あれが好き、これが好きといったのとは微妙に・・・いや、相当ニュアンスが違う超級問題発言に、一気に岬は硬直することになる。
こういったことを言われたのは初めてではないはずなのだが、どうしても岬には流すことが出来なかった。
「俺も先輩のこと、好きですよ?」
白々しいと思ったが、そう答えておいた。彼は岬のことをかわいい後輩だと思っているのだ、そうに違いない。変な方向に意識してはいけない。
だが、呆れているのか、困っているのかは知らないが、そんな岬に柚月は軽くため息をつく。
耳元では柚月の心音が聞こえる。しかも、その音が若干早まっている気がして、さらにはその腕が微妙に震えているような気がして・・・本能的に恐怖を感じ、抱きしめる腕を引き剥がす。
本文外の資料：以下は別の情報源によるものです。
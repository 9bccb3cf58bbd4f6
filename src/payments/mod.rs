pub mod amortization;
pub mod level;

use rust_decimal::Decimal;
use serde::Serialize;

use crate::config::EngineConfig;
use crate::decimal::Money;
use crate::types::{LoanParameters, RepaymentStrategy};

pub use amortization::{
    compute_schedule, AmortizationEngine, ScheduleEntry, ScheduleOutcome, ScheduleResult,
};
pub use level::level_payment;

/// per-month payment rule, resolved once from a strategy before the loop runs
#[derive(Debug, Clone, Copy, PartialEq, Eq, Serialize)]
pub enum PaymentRule {
    /// greater of `percent` of the opening balance and `floor`
    Percentage { percent: Decimal, floor: Money },
    /// the same amount every month
    Level(Money),
}

impl PaymentRule {
    /// resolve the rule for a strategy, `None` when no usable level payment exists
    pub fn resolve(
        params: &LoanParameters,
        strategy: &RepaymentStrategy,
        config: &EngineConfig,
    ) -> Option<Self> {
        match *strategy {
            RepaymentStrategy::MinimumPercentage { percent, .. } => Some(PaymentRule::Percentage {
                percent,
                floor: config.floor_payment,
            }),
            RepaymentStrategy::FixedPayment { amount } => Some(PaymentRule::Level(amount)),
            RepaymentStrategy::DesiredMonths { months } => {
                level_payment(params.starting_balance(), params.monthly_rate(), months)
                    .map(PaymentRule::Level)
            }
        }
    }

    /// payment due for a month opening at `opening`, `None` on overflow
    pub fn payment_for(&self, opening: Money) -> Option<Money> {
        match *self {
            PaymentRule::Percentage { percent, floor } => {
                Some(opening.percentage(percent)?.max(floor))
            }
            PaymentRule::Level(amount) => Some(amount),
        }
    }
}

#[cfg(test)]
mod tests {
    use super::*;
    use rust_decimal_macros::dec;

    fn params(balance: i64, rate: Decimal) -> LoanParameters {
        LoanParameters::new(Money::from_major(balance), rate).unwrap()
    }

    #[test]
    fn test_percentage_rule_applies_floor() {
        let rule = PaymentRule::resolve(
            &params(1_000, dec!(24)),
            &RepaymentStrategy::minimum_percentage(dec!(2), 360).unwrap(),
            &EngineConfig::default(),
        )
        .unwrap();

        assert_eq!(rule.payment_for(Money::from_major(1_000)), Some(Money::from_major(20)));
        // 2% of 100 is 2, below the floor
        assert_eq!(rule.payment_for(Money::from_major(100)), Some(Money::from_major(5)));
    }

    #[test]
    fn test_fixed_rule_ignores_balance() {
        let rule = PaymentRule::resolve(
            &params(500, Decimal::ZERO),
            &RepaymentStrategy::fixed_payment(Money::from_major(100)).unwrap(),
            &EngineConfig::default(),
        )
        .unwrap();

        assert_eq!(rule.payment_for(Money::from_major(500)), Some(Money::from_major(100)));
        assert_eq!(rule.payment_for(Money::from_major(30)), Some(Money::from_major(100)));
    }

    #[test]
    fn test_desired_months_rule_is_level_payment() {
        let rule = PaymentRule::resolve(
            &params(1_000, Decimal::ZERO),
            &RepaymentStrategy::desired_months(10).unwrap(),
            &EngineConfig::default(),
        )
        .unwrap();

        assert_eq!(rule, PaymentRule::Level(Money::from_major(100)));
    }

    #[test]
    fn test_percentage_rule_overflow() {
        let rule = PaymentRule::Percentage {
            percent: dec!(50),
            floor: Money::from_major(5),
        };
        assert!(rule.payment_for(Money::from_decimal(Decimal::MAX)).is_some());
        let rule = PaymentRule::Percentage {
            percent: dec!(200),
            floor: Money::from_major(5),
        };
        assert!(rule.payment_for(Money::from_decimal(Decimal::MAX)).is_none());
    }
}
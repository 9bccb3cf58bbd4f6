use std::fmt;

use tabled::builder::Builder;
use tabled::settings::Style;
use tabled::Table;

use crate::config::DisplayConfig;
use crate::decimal::Money;
use crate::payments::{ScheduleOutcome, ScheduleResult};

/// format an amount for display, e.g. `£1000.00`
///
/// Rounds half away from zero from the stored 8 dp value.
pub fn format_currency(amount: Money, display: &DisplayConfig) -> String {
    let dp = display.decimal_places;
    format!(
        "{}{:.*}",
        display.currency_symbol,
        dp as usize,
        amount.round_for_display(dp)
    )
}

/// read-only rendering of a schedule
pub struct ScheduleReport<'a> {
    result: &'a ScheduleResult,
    display: &'a DisplayConfig,
}

impl<'a> ScheduleReport<'a> {
    pub fn new(result: &'a ScheduleResult, display: &'a DisplayConfig) -> Self {
        Self { result, display }
    }

    fn money(&self, amount: Money) -> String {
        format_currency(amount, self.display)
    }

    /// month by month table
    pub fn table(&self) -> String {
        if self.result.entries().is_empty() {
            return "(no months simulated)".to_string();
        }

        let mut builder = Builder::default();
        builder.push_record(["Month", "Balance", "Interest", "Payment"]);
        for entry in self.result.entries() {
            builder.push_record([
                entry.month.to_string(),
                self.money(entry.opening_balance),
                self.money(entry.interest_accrued),
                self.money(entry.payment_made),
            ]);
        }

        let mut table = Table::from(builder);
        table.with(Style::modern());
        table.to_string()
    }

    pub fn summary(&self) -> String {
        let lines = [
            format!("Total interest paid: {}", self.money(self.result.total_interest_paid())),
            format!("Total paid: {}", self.money(self.result.total_paid())),
            format!("Months to payoff: {}", self.result.months_to_payoff()),
        ];
        lines.join("\n")
    }

    /// notice shown instead of a normal payoff message, if any
    pub fn notice(&self) -> Option<String> {
        let months = self.result.months_to_payoff();
        let owed = self.result.final_balance();

        match self.result.outcome() {
            ScheduleOutcome::PaidOff => None,
            ScheduleOutcome::MonthLimitReached => {
                // sub-penny residue from rounding is not worth a notice
                if owed.round_for_display(self.display.decimal_places).is_zero() {
                    None
                } else {
                    Some(format!(
                        "Balance not cleared: {} still owed after {} months.",
                        self.money(owed),
                        months
                    ))
                }
            }
            ScheduleOutcome::DidNotConverge { iteration_cap } => Some(format!(
                "These payments will never clear the balance: {} still owed after {} months \
                 (calculation stops at {} months).",
                self.money(owed),
                months,
                iteration_cap
            )),
        }
    }
}

impl fmt::Display for ScheduleReport<'_> {
    fn fmt(&self, f: &mut fmt::Formatter<'_>) -> fmt::Result {
        if let Some(notice) = self.notice() {
            writeln!(f, "{}\n", notice)?;
        }
        writeln!(f, "{}", self.table())?;
        write!(f, "{}", self.summary())
    }
}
「え、つまり・・・そういうことなんですか?冗談ですよね?」
「冗談じゃないって言ったら・・・どうする?」
軽く笑ってはいるものの、それは口だけで、目はまったく笑っていなかった。
前に教室で見せたものより、はるかにまっすぐで、鋭いものだった。つまり、あの時言ったことは、冗談ではなかったのだ。
ただ好きだというのならまだいいのかもしれない。岬も柚月を好きだということができる。
だが、柚月の抱えている気持ちは、ある線を越えてしまっている。それは普通抱くことが許されない感情だろう。
おそらく、本人もそれを言うつもりはなかったのだろう。言うつもりがあるのなら、前に冗談にしておくわけが無いのだ。
だが、岬がきまぐれに抱きしめたことでそれが表に出てきてしまった・・・。
「冗談じゃないって・・・それ、ホモじゃん」
彼が弟のことを恐らく恋愛に近い形で思っていたことは、知っていた。それでも気持ち悪いと思わなかったのは、それが他人だからだ。言ってしまうのなら、それは岬には全く関係のないことだからだ。
だが、自分に関するとなると、話は変わってくる。どっちが抱いて抱かれるのかは知らないけれど、同性愛の対象にされて、嬉しいわけではない。もし目の前にいるのが柚月でなかったのなら、即殴り飛ばしたかもしれない。
一応クラスメートの兄であり、先輩でもあるから、必死で拳を振り上げるのをこらえているのである。しかも、心の準備をしていないので、文面でならまだしも、直に言われると困る。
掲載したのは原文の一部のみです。